Aave meets Twitter: Predicting the price of cryptocurrency using social sentiment analysis
General information
- Author: Yutong Quan, Political Economy (Economics), Class of 2024, Duke Kunshan University
- Instructor: Prof. Luyao Zhang, Duke Kunshan University
- Disclaimer: Submissions to the Final Project for STATS201 Introduction to Machine Learning for Social Science, 2022 Autumn Term (Seven Week - Second) instructed by Prof. Luyao Zhang at Duke Kunshan University.

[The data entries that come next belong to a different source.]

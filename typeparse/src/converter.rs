//! The converter contract and the factory convention.
//!
//! A [`Converter`] turns text into a [`Value`] for one registry key. It gets a
//! [`ParseContext`] so container converters can hand sub-strings back to the
//! dispatcher. A [`FromText`] type is the last-resort strategy for named types
//! with no converter.

use crate::context::ParseContext;
use crate::error::{BoxError, ParseError};
use crate::value::{IntoValue, Value};
use std::fmt;

/// Name of the factory convention, as reported in `UnresolvedType` errors
pub const FACTORY_METHOD: &str = "from_text";

/// Text-to-value conversion for one registry key.
///
/// Converters must not rely on state mutated between calls: one converter
/// instance serves every thread sharing the parser.
pub trait Converter: Send + Sync {
    fn convert(&self, input: &str, cx: &ParseContext<'_>) -> Result<Value, ConvertError>;
}

impl<F> Converter for F
where
    F: Fn(&str, &ParseContext<'_>) -> Result<Value, ConvertError> + Send + Sync,
{
    fn convert(&self, input: &str, cx: &ParseContext<'_>) -> Result<Value, ConvertError> {
        self(input, cx)
    }
}

/// Build a converter from a plain parsing function that ignores the context
pub fn from_fn<T, E, F>(parse: F) -> impl Converter
where
    T: IntoValue,
    E: std::error::Error + Send + Sync + 'static,
    F: Fn(&str) -> Result<T, E> + Send + Sync,
{
    move |input: &str, _cx: &ParseContext<'_>| -> Result<Value, ConvertError> {
        Ok(parse(input)?.into_value())
    }
}

/// Failure reported by a converter.
///
/// Any `std::error::Error` converts into `Failed` through `?`; a
/// [`ParseError`] returned that way is kept as a nested dispatch failure.
#[derive(Debug)]
pub enum ConvertError {
    /// A container element failed to parse
    Element {
        index: usize,
        element: String,
        source: ParseError,
    },

    /// A map entry did not split into exactly a key and a value
    MalformedPair { pair: String, parts: usize },

    Failed(BoxError),
}

impl ConvertError {
    /// A failure described only by a message
    pub fn msg(message: impl fmt::Display) -> Self {
        ConvertError::Failed(message.to_string().into())
    }

    pub fn element(index: usize, element: &str, source: ParseError) -> Self {
        ConvertError::Element {
            index,
            element: element.to_string(),
            source,
        }
    }
}

impl<E> From<E> for ConvertError
where
    E: std::error::Error + Send + Sync + 'static,
{
    fn from(error: E) -> Self {
        ConvertError::Failed(Box::new(error))
    }
}

/// Opt-in single-string construction, used when no converter is registered
/// for a named type.
///
/// Register implementors with
/// [`TypeParserBuilder::register_factory`](crate::TypeParserBuilder::register_factory).
pub trait FromText: Sized {
    type Err: std::error::Error + Send + Sync + 'static;

    fn from_text(input: &str) -> Result<Self, Self::Err>;
}
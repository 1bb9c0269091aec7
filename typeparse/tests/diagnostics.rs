// Error reporting tests
// Diagnostic codes, missing arguments and error chains

use miette::Diagnostic;
use pretty_assertions::assert_eq;
use std::collections::HashMap;
use std::error::Error;
use typeparse::{parse, parse_type, ErrorKind, ParseError, Type};

fn code(error: &ParseError) -> Option<String> {
    error.code().map(|code| code.to_string())
}

#[test]
fn test_missing_arguments() {
    let target = Type::primitive("i32");

    let error = parse_type(None, Some(&target)).unwrap_err();
    assert_eq!(error.kind(), ErrorKind::ArgumentMissing);
    assert_eq!(error.to_string(), "required argument 'input' is missing");

    let error = parse_type(Some("1"), None).unwrap_err();
    assert!(matches!(error, ParseError::ArgumentMissing { argument: "target" }));
    assert_eq!(code(&error).as_deref(), Some("typeparse::argument_missing"));
}

#[test]
fn test_diagnostic_codes() {
    assert_eq!(
        code(&parse::<i32>("null").unwrap_err()).as_deref(),
        Some("typeparse::null_not_allowed")
    );
    assert_eq!(
        code(&parse::<i32>("x").unwrap_err()).as_deref(),
        Some("typeparse::conversion_failed")
    );
    assert_eq!(
        code(&parse::<HashMap<String, i32>>("a").unwrap_err()).as_deref(),
        Some("typeparse::malformed_pair")
    );
    assert_eq!(
        code(&parse_type(Some("x"), Some(&Type::named("Nope"))).unwrap_err()).as_deref(),
        Some("typeparse::unresolved_type")
    );
}

#[test]
fn test_unresolved_type_has_help() {
    let error = parse_type(Some("x"), Some(&Type::named("Nope"))).unwrap_err();
    let help = error.help().map(|help| help.to_string()).unwrap_or_default();
    assert!(help.contains("Nope"), "Help should name the type: {help}");
}

#[test]
fn test_element_error_chain() {
    let error = parse::<Vec<u8>>("1,2,999").unwrap_err();
    assert_eq!(code(&error).as_deref(), Some("typeparse::element"));

    let inner = error.source().expect("element errors have a source");
    assert!(inner.to_string().contains("\"999\""));
    assert!(inner.source().is_some(), "the number format error stays reachable");
    assert_eq!(error.root().input(), Some("999"));
}

#[test]
fn test_every_failure_names_input_and_target() {
    let failures = [
        parse::<bool>("maybe").unwrap_err(),
        parse::<Vec<i32>>("1,a").unwrap_err(),
        parse::<HashMap<String, i32>>("k=v=w").unwrap_err(),
        parse::<char>("null").unwrap_err(),
    ];
    for error in failures {
        assert!(error.input().is_some(), "{error:?}");
        assert!(error.target().is_some(), "{error:?}");
        assert!(error.to_string().starts_with("can not parse"), "{error}");
    }
}
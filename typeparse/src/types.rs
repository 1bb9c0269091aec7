//! Type descriptors: the shape a piece of text should be parsed into.
//!
//! A [`Type`] is pure data. Equality and hashing are structural, so two
//! independently built descriptors for `List<i32>` are interchangeable as
//! registry keys. Rust types obtain their descriptor through [`Typed`].

use indexmap::{IndexMap, IndexSet};
use std::collections::{BTreeMap, BTreeSet, HashMap, HashSet, VecDeque};
use std::fmt;
use std::marker::PhantomData;
use std::net::IpAddr;
use std::path::PathBuf;

/// Name of a nominal type, e.g. `i32`, `List`, `Email`
#[derive(Debug, Clone, PartialEq, Eq, Hash, PartialOrd, Ord)]
pub struct TypeName(pub String);

impl TypeName {
    pub fn new(name: impl Into<String>) -> Self {
        Self(name.into())
    }

    pub fn as_str(&self) -> &str {
        &self.0
    }
}

impl fmt::Display for TypeName {
    fn fmt(&self, f: &mut fmt::Formatter<'_>) -> fmt::Result {
        f.write_str(&self.0)
    }
}

/// The generic container shapes that have built-in converters
#[derive(Debug, Clone, Copy, PartialEq, Eq, Hash)]
pub enum ContainerKind {
    List,
    Set,
    Map,
}

impl ContainerKind {
    /// Number of type arguments a parameterized container of this kind takes
    pub fn arity(self) -> usize {
        match self {
            ContainerKind::List | ContainerKind::Set => 1,
            ContainerKind::Map => 2,
        }
    }

    pub fn name(self) -> &'static str {
        match self {
            ContainerKind::List => "List",
            ContainerKind::Set => "Set",
            ContainerKind::Map => "Map",
        }
    }
}

impl fmt::Display for ContainerKind {
    fn fmt(&self, f: &mut fmt::Formatter<'_>) -> fmt::Result {
        f.write_str(self.name())
    }
}

/// Descriptor of a parse target
#[derive(Debug, Clone, PartialEq, Eq, Hash)]
pub enum Type {
    /// Nominal types, generic or not: `i32`, `Email`, `List<String>`, `VecDeque<u8>`
    Named {
        name: TypeName,
        args: Vec<Type>,
        /// Container capability. Any type that is a list carries `Some(List)`,
        /// whatever its name.
        kind: Option<ContainerKind>,
        /// Non-nullable types reject the `null` literal
        primitive: bool,
    },

    /// Arrays; multi-dimensional arrays nest their element
    Array { element: Box<Type> },
}

impl Type {
    /// A nullable, non-generic named type
    pub fn named(name: impl Into<String>) -> Self {
        Self::Named {
            name: TypeName::new(name),
            args: vec![],
            kind: None,
            primitive: false,
        }
    }

    /// A non-nullable named type such as `i32` or `bool`
    pub fn primitive(name: impl Into<String>) -> Self {
        Self::Named {
            name: TypeName::new(name),
            args: vec![],
            kind: None,
            primitive: true,
        }
    }

    /// A named type with type arguments and no container capability
    pub fn generic(name: impl Into<String>, args: Vec<Type>) -> Self {
        Self::Named {
            name: TypeName::new(name),
            args,
            kind: None,
            primitive: false,
        }
    }

    /// `List<element>`
    pub fn list(element: Type) -> Self {
        Self::container(ContainerKind::List, vec![element])
    }

    /// `Set<element>`
    pub fn set(element: Type) -> Self {
        Self::container(ContainerKind::Set, vec![element])
    }

    /// `Map<key, value>`
    pub fn map(key: Type, value: Type) -> Self {
        Self::container(ContainerKind::Map, vec![key, value])
    }

    /// `[element]`
    pub fn array(element: Type) -> Self {
        Self::Array {
            element: Box::new(element),
        }
    }

    fn container(kind: ContainerKind, args: Vec<Type>) -> Self {
        Self::Named {
            name: TypeName::new(kind.name()),
            args,
            kind: Some(kind),
            primitive: false,
        }
    }

    /// Mark a named type as being a container of the given kind.
    /// Arrays are returned unchanged.
    pub fn assignable_to(self, kind: ContainerKind) -> Self {
        match self {
            Self::Named {
                name,
                args,
                primitive,
                ..
            } => Self::Named {
                name,
                args,
                kind: Some(kind),
                primitive,
            },
            array @ Self::Array { .. } => array,
        }
    }

    /// The nullable counterpart of this type
    pub fn nullable(self) -> Self {
        match self {
            Self::Named {
                name, args, kind, ..
            } => Self::Named {
                name,
                args,
                kind,
                primitive: false,
            },
            array @ Self::Array { .. } => array,
        }
    }

    pub fn name(&self) -> Option<&TypeName> {
        match self {
            Self::Named { name, .. } => Some(name),
            Self::Array { .. } => None,
        }
    }

    /// Type arguments; empty for arrays and non-generic types
    pub fn args(&self) -> &[Type] {
        match self {
            Self::Named { args, .. } => args,
            Self::Array { .. } => &[],
        }
    }

    pub fn container_kind(&self) -> Option<ContainerKind> {
        match self {
            Self::Named { kind, .. } => *kind,
            Self::Array { .. } => None,
        }
    }

    pub fn is_primitive(&self) -> bool {
        matches!(self, Self::Named { primitive: true, .. })
    }

    pub fn is_array(&self) -> bool {
        matches!(self, Self::Array { .. })
    }

    /// Element type of an array
    pub fn element(&self) -> Option<&Type> {
        match self {
            Self::Array { element } => Some(element),
            Self::Named { .. } => None,
        }
    }

    /// Array nesting depth; 0 for named types
    pub fn dimensions(&self) -> usize {
        match self {
            Self::Array { element } => 1 + element.dimensions(),
            Self::Named { .. } => 0,
        }
    }

    /// The form used to key registries: nullability stripped at every level,
    /// so `i32` and `Option<i32>` share one converter.
    pub(crate) fn registry_key(&self) -> Type {
        match self {
            Self::Named {
                name, args, kind, ..
            } => Self::Named {
                name: name.clone(),
                args: args.iter().map(Type::registry_key).collect(),
                kind: *kind,
                primitive: false,
            },
            Self::Array { element } => Self::array(element.registry_key()),
        }
    }
}

impl fmt::Display for Type {
    fn fmt(&self, f: &mut fmt::Formatter<'_>) -> fmt::Result {
        match self {
            Self::Named { name, args, .. } if args.is_empty() => write!(f, "{name}"),
            Self::Named { name, args, .. } => {
                let args = args
                    .iter()
                    .map(|arg| arg.to_string())
                    .collect::<Vec<_>>()
                    .join(", ");
                write!(f, "{name}<{args}>")
            }
            Self::Array { element } => write!(f, "[{element}]"),
        }
    }
}

/// Rust types that know their own descriptor
pub trait Typed {
    fn descriptor() -> Type;
}

macro_rules! primitive_typed {
    ($($ty:ty),* $(,)?) => {
        $(
            impl Typed for $ty {
                fn descriptor() -> Type {
                    Type::primitive(stringify!($ty))
                }
            }
        )*
    };
}

primitive_typed!(
    bool, char, i8, i16, i32, i64, i128, isize, u8, u16, u32, u64, u128, usize, f32, f64,
);

impl Typed for String {
    fn descriptor() -> Type {
        Type::named("String")
    }
}

impl Typed for PathBuf {
    fn descriptor() -> Type {
        Type::named("PathBuf")
    }
}

impl Typed for IpAddr {
    fn descriptor() -> Type {
        Type::named("IpAddr")
    }
}

impl<T: Typed> Typed for Option<T> {
    fn descriptor() -> Type {
        T::descriptor().nullable()
    }
}

impl<T: Typed> Typed for Vec<T> {
    fn descriptor() -> Type {
        Type::list(T::descriptor())
    }
}

impl<T: Typed> Typed for VecDeque<T> {
    fn descriptor() -> Type {
        Type::generic("VecDeque", vec![T::descriptor()]).assignable_to(ContainerKind::List)
    }
}

impl<T: Typed, S> Typed for HashSet<T, S> {
    fn descriptor() -> Type {
        Type::set(T::descriptor())
    }
}

impl<T: Typed, S> Typed for IndexSet<T, S> {
    fn descriptor() -> Type {
        Type::set(T::descriptor())
    }
}

impl<T: Typed> Typed for BTreeSet<T> {
    fn descriptor() -> Type {
        Type::generic("BTreeSet", vec![T::descriptor()]).assignable_to(ContainerKind::Set)
    }
}

impl<K: Typed, V: Typed, S> Typed for HashMap<K, V, S> {
    fn descriptor() -> Type {
        Type::map(K::descriptor(), V::descriptor())
    }
}

impl<K: Typed, V: Typed, S> Typed for IndexMap<K, V, S> {
    fn descriptor() -> Type {
        Type::map(K::descriptor(), V::descriptor())
    }
}

impl<K: Typed, V: Typed> Typed for BTreeMap<K, V> {
    fn descriptor() -> Type {
        Type::generic("BTreeMap", vec![K::descriptor(), V::descriptor()])
            .assignable_to(ContainerKind::Map)
    }
}

impl<T: Typed, const N: usize> Typed for [T; N] {
    fn descriptor() -> Type {
        Type::array(T::descriptor())
    }
}

impl<T: Typed> Typed for Box<[T]> {
    fn descriptor() -> Type {
        Type::array(T::descriptor())
    }
}

/// A fully reified descriptor tied to the Rust type it produces.
///
/// Used for targets whose descriptor is not the one [`Typed`] would derive,
/// e.g. a custom container name with a registered converter.
pub struct GenericType<T> {
    descriptor: Type,
    marker: PhantomData<fn() -> T>,
}

impl<T> GenericType<T> {
    pub fn new(descriptor: Type) -> Self {
        Self {
            descriptor,
            marker: PhantomData,
        }
    }

    pub fn descriptor(&self) -> &Type {
        &self.descriptor
    }
}

impl<T: Typed> GenericType<T> {
    pub fn of() -> Self {
        Self::new(T::descriptor())
    }
}

impl<T> Clone for GenericType<T> {
    fn clone(&self) -> Self {
        Self::new(self.descriptor.clone())
    }
}

impl<T> fmt::Debug for GenericType<T> {
    fn fmt(&self, f: &mut fmt::Formatter<'_>) -> fmt::Result {
        f.debug_tuple("GenericType").field(&self.descriptor).finish()
    }
}
// Scalar parsing tests
// Numbers, booleans, characters, strings and the object-backed std types

use pretty_assertions::assert_eq;
use std::net::{IpAddr, Ipv4Addr};
use std::path::PathBuf;
use typeparse::{parse, ErrorKind};

#[test]
fn test_parse_integers() {
    assert_eq!(parse::<i32>("42").unwrap(), 42);
    assert_eq!(parse::<i64>(" -7 ").unwrap(), -7);
    assert_eq!(parse::<u128>("340282366920938463463374607431768211455").unwrap(), u128::MAX);
    assert_eq!(parse::<i8>("-128").unwrap(), i8::MIN);
}

#[test]
fn test_parse_floats() {
    assert_eq!(parse::<f64>("2.5").unwrap(), 2.5);
    assert_eq!(parse::<f32>("-0.25").unwrap(), -0.25);
}

#[test]
fn test_parse_booleans_ignore_case() {
    assert!(parse::<bool>("true").unwrap());
    assert!(parse::<bool>("True").unwrap());
    assert!(!parse::<bool>("FALSE").unwrap());

    let error = parse::<bool>("yes").unwrap_err();
    assert_eq!(error.kind(), ErrorKind::ConversionFailed);
}

#[test]
fn test_parse_char() {
    assert_eq!(parse::<char>("z").unwrap(), 'z');
    assert_eq!(parse::<char>("é").unwrap(), 'é');
    assert_eq!(parse::<char>("ab").unwrap_err().kind(), ErrorKind::ConversionFailed);
}

#[test]
fn test_string_is_returned_unchanged() {
    assert_eq!(parse::<String>("  keep me  ").unwrap(), "  keep me  ");
    assert_eq!(parse::<String>("").unwrap(), "");
}

#[test]
fn test_parse_object_backed_types() {
    assert_eq!(parse::<PathBuf>("/tmp/data").unwrap(), PathBuf::from("/tmp/data"));
    assert_eq!(
        parse::<IpAddr>("127.0.0.1").unwrap(),
        IpAddr::V4(Ipv4Addr::LOCALHOST)
    );
    assert_eq!(parse::<IpAddr>("localhost").unwrap_err().kind(), ErrorKind::ConversionFailed);
}

#[test]
fn test_number_format_failures() {
    let error = parse::<u8>("256").unwrap_err();
    assert_eq!(error.kind(), ErrorKind::ConversionFailed);
    assert_eq!(error.input(), Some("256"));
    assert_eq!(error.target(), Some("u8"));
    assert!(
        error.to_string().contains("number format"),
        "Expected a number format cause, got: {error}"
    );

    let error = parse::<f64>("two").unwrap_err();
    assert!(error.to_string().contains("number format"));

    assert_eq!(parse::<i32>("").unwrap_err().kind(), ErrorKind::ConversionFailed);
}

- Acknowledgments: Firstly, I would like to express my greatest gratitude to Prof. Luyao Zhang for her generous and inspiring instructions on STATS201 Introduction to Machine Learning for Social Science. Also, I would like to thank all my classmates for their valuable comments on this project. I also thank Xin Ma for his assistance in setting up the virtual machine.
Project Summary
- Background & Motivation: Cryptocurrencies have become a popular research subject in financial markets. Since they do not have the fundamental value of the currency, predicting the price of cryptocurrencies is an important and complex question (Mai et al. 2018). Based on the literature, we find that social media sentiment is an important indicator of driving cryptocurrency price movements (Abraham et al. 2018; Aslanidis, Bariviera, and López 2022; Glaser et al. 2014; Kristoufek 2013; Mai et al. 2018; Sabalionis, Wang, and Park 2020). For example, more positive tweets are associated with higher cryptocurrency value (Mai et al. 2018). However, existing research on cryptocurrency price prediction has mainly focused on the two main currencies, Bitcoin and Ethereum, and has not extended to other tokens.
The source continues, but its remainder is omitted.